Published in final edited form as: Science. 2018 Jan 5;359(6371):104–108. doi: 10.1126/science.aao3290

Fig. 3. Human commensal communities modulate antitumor immunity in a mouse melanoma model.

Fig. 3.

GF mice were gavaged with fecal material from three responder (P28, P34, and P09) and three nonresponder (P06, P21, and P11) patient donors. (A) B16. SIY melanoma was injected subcutaneously 2 weeks after gavage; tumor growth data are from one (groups C, D, E, and F) or two experiments (groups A and B) with 7 to 11 mice per group per experiment. Error bars represent mean + SEM. (B) Relative abundance of 207 OTUs from patient donors that colonized in mice and were differentially abundant between slow-and fast-tumor-growth groups.
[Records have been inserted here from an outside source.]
use sportstalk_protocol::{
    ApiRequest, BounceUserRequest, BounceUserResult, ChatRoom, CreateRoomRequest,
    DeleteRoomResult, Endpoint, ListOptions, ListParticipantsResult, ListRoomsResult,
    MuteUserRequest, UpdateRoomRequest,
};

use super::SportsTalkClient;
use crate::error::Result;
use crate::transport::RemoteApi;

impl<R: RemoteApi> SportsTalkClient<R> {
    pub async fn create_room(&self, request: &CreateRoomRequest) -> Result<ChatRoom> {
        self.send_json(Endpoint::CreateRoom, request).await
    }

    pub async fn get_room_details(&self, room_id: &str) -> Result<ChatRoom> {
        self.send(ApiRequest::new(Endpoint::GetRoom {
            room_id: room_id.to_string(),
        }))
        .await
    }

    pub async fn get_room_details_by_custom_id(&self, custom_id: &str) -> Result<ChatRoom> {
        self.send(ApiRequest::new(Endpoint::GetRoomByCustomId {
            custom_id: custom_id.to_string(),
        }))
        .await
    }

    pub async fn update_room(&self, room_id: &str, request: &UpdateRoomRequest) -> Result<ChatRoom> {
        let endpoint = Endpoint::UpdateRoom {
            room_id: room_id.to_string(),
        };
        self.send_json(endpoint, request).await
    }

    pub async fn list_rooms(&self, options: &ListOptions) -> Result<ListRoomsResult> {
        self.send(options.apply(ApiRequest::new(Endpoint::ListRooms)))
            .await
    }

    pub async fn list_room_participants(
        &self,
        room_id: &str,
        options: &ListOptions,
    ) -> Result<ListParticipantsResult> {
        let request = options.apply(ApiRequest::new(Endpoint::ListParticipants {
            room_id: room_id.to_string(),
        }));
        self.send(request).await
    }

    pub async fn delete_room(&self, room_id: &str) -> Result<DeleteRoomResult> {
        self.send(ApiRequest::new(Endpoint::DeleteRoom {
            room_id: room_id.to_string(),
        }))
        .await
    }

    /// Remove a user from a room and keep them out until unbounced.
    pub async fn bounce_user(
        &self,
        room_id: &str,
        request: &BounceUserRequest,
    ) -> Result<BounceUserResult> {
        let endpoint = Endpoint::BounceUser {
            room_id: room_id.to_string(),
        };
        self.send_json(endpoint, request).await
    }

    pub async fn mute_user_in_room(
        &self,
        room_id: &str,
        request: &MuteUserRequest,
    ) -> Result<ChatRoom> {
        let endpoint = Endpoint::MuteUser {
            room_id: room_id.to_string(),
        };
        self.send_json(endpoint, request).await
    }
}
Columns depict individual mice arranged in groups A through F. Groups A1, B1, A2, and B2 are from two independent duplicate experiments. Rows indicate individual OTUs with exact reference ID match between human and mouse 16S rRNA data sets. (C) In groups A and B, ex vivo activation of splenocytes by SIY peptide was measured with IFN-γ ELISPOT 3 weeks after tumor injection. (D and E) Tumor-infiltrating SIY-specific CD8+ T cells (D) and FoxP3+ regulatory T cells (E) were enumerated with flow cytometry. (F) Efficacy of anti–PD-L1 therapy was determined in groups A and B. Data are from one experiment with 7 or 8 mice per group. (G) Relative abundance in mouse groups A and B of key species validated for quantitative PCR scoring. Six out of the 10 species are shown that gave positive PCR signals. The remaining four species were absent from these particular recipient groups. Tumor growth curves were analyzed with two-way analysis of variance by Tukey’s multiple comparisons post-test; flow cytometry and quantitative PCR data were analyzed by Wilcoxon-Mann-Whitney test (nonparametric). P < 0.05 was considered statistically significant; *P < 0.05, **P < 0.01, ***P < 0.001, ****P < 0.0001.